According to the presumptions of the archaeologists, the first settlements appeared in the area of Perast in the Neolithic; there are also monuments of the Illyrian, Roman, and early Christian periods. The city was founded by the Illyrians, named after one of the local tribes, Pirusti.

The first memories of Perast refer to 1336—at that time there was a small fishing village, which had a shipyard, and there were always several commercial and fishing boats in the harbor. But since the strategically important island of St George, which belonged to Kotor, is in the immediate vicinity, the development of Perast was slow.

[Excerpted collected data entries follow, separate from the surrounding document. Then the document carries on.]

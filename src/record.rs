// 📿 Record Model - Remembrance groups as decoded from disk
// One RecordGroup per input file, one Entry per phrase, one OutputRow per emitted line

use serde::{Deserialize, Deserializer};

/// Field delimiter of the output format
pub const DELIMITER: char = ',';

/// Arabic comma (U+060C), stands in for every literal delimiter inside a text
pub const COMMA_GLYPH: char = '\u{060C}';

// ============================================================================
// DECODED TYPES
// ============================================================================

/// RecordGroup - The content of one input file
#[derive(Debug, Clone, PartialEq, Deserialize)]
pub struct RecordGroup {
    /// Descriptive title, never emitted
    #[serde(default, deserialize_with = "null_as_default")]
    pub title: String,

    /// Phrases in file order; missing or null means none
    #[serde(
        default,
        rename = "content",
        alias = "entries",
        deserialize_with = "null_as_default"
    )]
    pub entries: Vec<Entry>,
}

/// Entry - One remembrance phrase
#[derive(Debug, Clone, PartialEq, Deserialize)]
pub struct Entry {
    /// The phrase itself (may contain commas). Required, but null reads as empty.
    #[serde(rename = "zekr", alias = "text", deserialize_with = "null_as_default")]
    pub text: String,

    /// How many times it should be recited
    #[serde(default, deserialize_with = "null_as_default")]
    pub repeat: i64,

    /// Optional blessing note
    #[serde(default, rename = "bless", alias = "blessing")]
    pub blessing: Option<String>,
}

impl Entry {
    pub fn new(text: impl Into<String>) -> Self {
        Entry {
            text: text.into(),
            repeat: 0,
            blessing: None,
        }
    }

    /// Builder pattern: set recitation count
    pub fn with_repeat(mut self, repeat: i64) -> Self {
        self.repeat = repeat;
        self
    }

    /// Builder pattern: attach a blessing note
    pub fn with_blessing(mut self, blessing: impl Into<String>) -> Self {
        self.blessing = Some(blessing.into());
        self
    }
}

// ============================================================================
// OUTPUT PROJECTION
// ============================================================================

/// OutputRow - `<index>,<normalized text>` as written to the output file
#[derive(Debug, Clone, PartialEq, Eq)]
pub struct OutputRow {
    pub index: usize,
    pub text: String,
}

impl OutputRow {
    /// Project an entry at the given global position
    pub fn from_entry(index: usize, entry: &Entry) -> Self {
        OutputRow {
            index,
            text: normalize_text(&entry.text),
        }
    }

    /// Fields in write order
    pub fn into_fields(self) -> [String; 2] {
        [self.index.to_string(), self.text]
    }
}

/// A present `null` decodes like an absent field; wrong types still fail
fn null_as_default<'de, D, T>(deserializer: D) -> Result<T, D::Error>
where
    D: Deserializer<'de>,
    T: Default + Deserialize<'de>,
{
    Ok(Option::<T>::deserialize(deserializer)?.unwrap_or_default())
}

/// Replace every literal delimiter with the Arabic comma, one for one.
///
/// No escaping: a glyph already present in the input is left as is and
/// cannot be told apart from a replaced one afterwards.
pub fn normalize_text(text: &str) -> String {
    text.replace(DELIMITER, &COMMA_GLYPH.to_string())
}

The prosperity of the city brought the Venetian period, and it was of particular importance in the border area around 1482, after taking the Turkish part of the coast from Herceg Novi to Risan. When a small village finally became a city, its inhabitants thought about reinforcements. The fortress of the Holy Cross and a dozen defensive towers were built. After the successfully held battles, Perast began to use some of the political and economic privileges, in particular, it had the right to guard the Venetian flag of St. Mark after 1654 by holding a siege by the Turks under the leadership of Mehmed-beg Rizvanagić.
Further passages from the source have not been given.